Activity
Find the lines holding the string "modality" in the data, then copy all of them.

Information given
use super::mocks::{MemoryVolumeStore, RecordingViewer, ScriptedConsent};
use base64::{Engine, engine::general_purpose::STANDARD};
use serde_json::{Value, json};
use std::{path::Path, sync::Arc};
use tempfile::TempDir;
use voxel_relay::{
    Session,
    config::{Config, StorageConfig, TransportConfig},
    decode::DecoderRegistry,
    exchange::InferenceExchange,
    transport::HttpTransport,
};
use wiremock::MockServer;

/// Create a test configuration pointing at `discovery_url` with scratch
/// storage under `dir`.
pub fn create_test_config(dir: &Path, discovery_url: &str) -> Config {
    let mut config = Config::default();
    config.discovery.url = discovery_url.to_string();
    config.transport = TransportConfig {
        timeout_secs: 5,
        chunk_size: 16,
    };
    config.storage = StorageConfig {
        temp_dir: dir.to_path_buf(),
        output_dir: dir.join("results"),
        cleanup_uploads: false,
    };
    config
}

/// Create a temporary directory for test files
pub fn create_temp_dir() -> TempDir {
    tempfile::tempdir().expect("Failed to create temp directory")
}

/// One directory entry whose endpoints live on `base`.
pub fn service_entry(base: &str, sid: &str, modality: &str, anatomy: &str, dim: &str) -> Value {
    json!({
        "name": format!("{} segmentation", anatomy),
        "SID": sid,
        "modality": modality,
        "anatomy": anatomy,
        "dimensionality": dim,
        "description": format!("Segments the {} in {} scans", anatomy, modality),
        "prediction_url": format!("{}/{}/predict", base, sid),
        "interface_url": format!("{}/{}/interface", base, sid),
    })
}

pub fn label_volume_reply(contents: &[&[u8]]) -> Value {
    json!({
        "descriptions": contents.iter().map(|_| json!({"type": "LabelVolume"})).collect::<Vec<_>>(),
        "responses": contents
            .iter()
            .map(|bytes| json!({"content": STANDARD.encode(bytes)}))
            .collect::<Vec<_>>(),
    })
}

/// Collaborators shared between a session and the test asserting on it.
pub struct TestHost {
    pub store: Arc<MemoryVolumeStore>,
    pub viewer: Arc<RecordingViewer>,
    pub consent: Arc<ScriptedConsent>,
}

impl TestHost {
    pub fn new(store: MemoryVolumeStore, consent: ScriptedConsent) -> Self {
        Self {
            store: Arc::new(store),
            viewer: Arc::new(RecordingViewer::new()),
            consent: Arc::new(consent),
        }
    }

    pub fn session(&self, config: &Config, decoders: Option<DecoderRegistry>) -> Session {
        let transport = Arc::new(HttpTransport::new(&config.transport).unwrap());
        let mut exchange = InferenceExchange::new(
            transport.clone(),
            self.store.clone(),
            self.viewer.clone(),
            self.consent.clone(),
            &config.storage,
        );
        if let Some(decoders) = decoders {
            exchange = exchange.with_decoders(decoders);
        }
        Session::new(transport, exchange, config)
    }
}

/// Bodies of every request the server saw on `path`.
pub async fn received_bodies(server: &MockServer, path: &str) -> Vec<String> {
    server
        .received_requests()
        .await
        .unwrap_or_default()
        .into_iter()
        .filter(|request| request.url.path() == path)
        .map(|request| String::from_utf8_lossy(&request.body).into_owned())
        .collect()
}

...

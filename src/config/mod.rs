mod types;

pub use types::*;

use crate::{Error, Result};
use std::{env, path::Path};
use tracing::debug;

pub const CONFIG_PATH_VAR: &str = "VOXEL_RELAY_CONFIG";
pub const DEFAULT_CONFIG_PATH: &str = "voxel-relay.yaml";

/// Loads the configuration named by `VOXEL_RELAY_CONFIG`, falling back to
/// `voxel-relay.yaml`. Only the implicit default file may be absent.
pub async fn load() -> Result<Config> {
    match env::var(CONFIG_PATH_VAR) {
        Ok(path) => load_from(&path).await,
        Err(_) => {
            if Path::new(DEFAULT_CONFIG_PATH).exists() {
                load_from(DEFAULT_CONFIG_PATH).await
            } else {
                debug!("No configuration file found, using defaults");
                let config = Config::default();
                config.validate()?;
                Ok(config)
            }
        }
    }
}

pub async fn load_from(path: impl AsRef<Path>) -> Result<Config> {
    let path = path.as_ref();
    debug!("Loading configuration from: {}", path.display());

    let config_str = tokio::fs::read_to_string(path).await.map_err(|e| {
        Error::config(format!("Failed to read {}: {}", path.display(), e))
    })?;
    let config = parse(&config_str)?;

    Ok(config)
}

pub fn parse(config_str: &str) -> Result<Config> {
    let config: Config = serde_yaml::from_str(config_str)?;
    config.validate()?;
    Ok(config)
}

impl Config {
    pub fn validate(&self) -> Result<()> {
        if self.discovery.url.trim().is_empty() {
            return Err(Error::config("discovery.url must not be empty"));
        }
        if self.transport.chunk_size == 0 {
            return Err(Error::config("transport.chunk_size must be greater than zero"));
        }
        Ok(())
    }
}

==

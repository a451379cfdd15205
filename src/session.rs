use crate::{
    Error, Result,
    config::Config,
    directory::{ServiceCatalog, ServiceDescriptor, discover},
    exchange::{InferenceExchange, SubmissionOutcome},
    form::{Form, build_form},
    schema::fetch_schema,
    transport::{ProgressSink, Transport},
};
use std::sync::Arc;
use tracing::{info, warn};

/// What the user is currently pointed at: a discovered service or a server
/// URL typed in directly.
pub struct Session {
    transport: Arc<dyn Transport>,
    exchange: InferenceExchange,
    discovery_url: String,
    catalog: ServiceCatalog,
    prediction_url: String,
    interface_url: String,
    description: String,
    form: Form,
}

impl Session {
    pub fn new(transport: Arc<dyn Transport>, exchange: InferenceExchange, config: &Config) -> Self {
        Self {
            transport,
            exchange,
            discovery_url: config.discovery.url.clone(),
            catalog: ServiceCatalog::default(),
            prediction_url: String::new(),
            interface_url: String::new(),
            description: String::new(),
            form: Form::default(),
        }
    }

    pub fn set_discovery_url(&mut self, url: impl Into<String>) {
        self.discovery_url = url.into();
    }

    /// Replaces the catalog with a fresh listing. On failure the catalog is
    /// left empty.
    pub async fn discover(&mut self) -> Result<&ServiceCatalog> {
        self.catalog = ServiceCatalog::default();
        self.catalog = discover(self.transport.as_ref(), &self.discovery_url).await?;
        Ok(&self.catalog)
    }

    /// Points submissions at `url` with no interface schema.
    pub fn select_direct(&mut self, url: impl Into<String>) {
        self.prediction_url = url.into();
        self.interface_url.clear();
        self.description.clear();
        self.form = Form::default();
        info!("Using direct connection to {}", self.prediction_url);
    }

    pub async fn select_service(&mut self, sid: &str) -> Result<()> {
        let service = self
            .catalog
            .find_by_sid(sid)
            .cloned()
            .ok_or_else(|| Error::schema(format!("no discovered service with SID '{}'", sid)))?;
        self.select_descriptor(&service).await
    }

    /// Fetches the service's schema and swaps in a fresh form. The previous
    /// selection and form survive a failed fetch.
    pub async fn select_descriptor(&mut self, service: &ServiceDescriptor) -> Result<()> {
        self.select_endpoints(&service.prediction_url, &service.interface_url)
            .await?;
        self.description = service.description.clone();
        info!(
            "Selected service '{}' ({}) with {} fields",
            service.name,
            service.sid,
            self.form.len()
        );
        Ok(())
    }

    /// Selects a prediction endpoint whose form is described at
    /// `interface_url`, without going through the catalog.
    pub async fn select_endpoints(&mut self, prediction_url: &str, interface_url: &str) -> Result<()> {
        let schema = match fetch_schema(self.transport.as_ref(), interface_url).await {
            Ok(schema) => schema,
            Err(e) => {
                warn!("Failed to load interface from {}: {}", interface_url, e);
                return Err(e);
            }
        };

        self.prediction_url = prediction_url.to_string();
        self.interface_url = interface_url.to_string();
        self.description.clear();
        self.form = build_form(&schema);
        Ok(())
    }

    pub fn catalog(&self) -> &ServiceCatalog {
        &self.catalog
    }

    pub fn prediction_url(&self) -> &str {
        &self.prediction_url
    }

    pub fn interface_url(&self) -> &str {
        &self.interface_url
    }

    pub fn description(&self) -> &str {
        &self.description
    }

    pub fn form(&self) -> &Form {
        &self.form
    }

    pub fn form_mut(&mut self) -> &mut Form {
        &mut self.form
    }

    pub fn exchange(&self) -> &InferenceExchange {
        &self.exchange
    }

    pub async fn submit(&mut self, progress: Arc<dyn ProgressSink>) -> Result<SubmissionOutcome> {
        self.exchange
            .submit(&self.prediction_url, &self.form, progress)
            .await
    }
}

Solution
pub fn service_entry(base: &str, sid: &str, modality: &str, anatomy: &str, dim: &str) -> Value {
        "modality": modality,
        "description": format!("Segments the {} in {} scans", anatomy, modality),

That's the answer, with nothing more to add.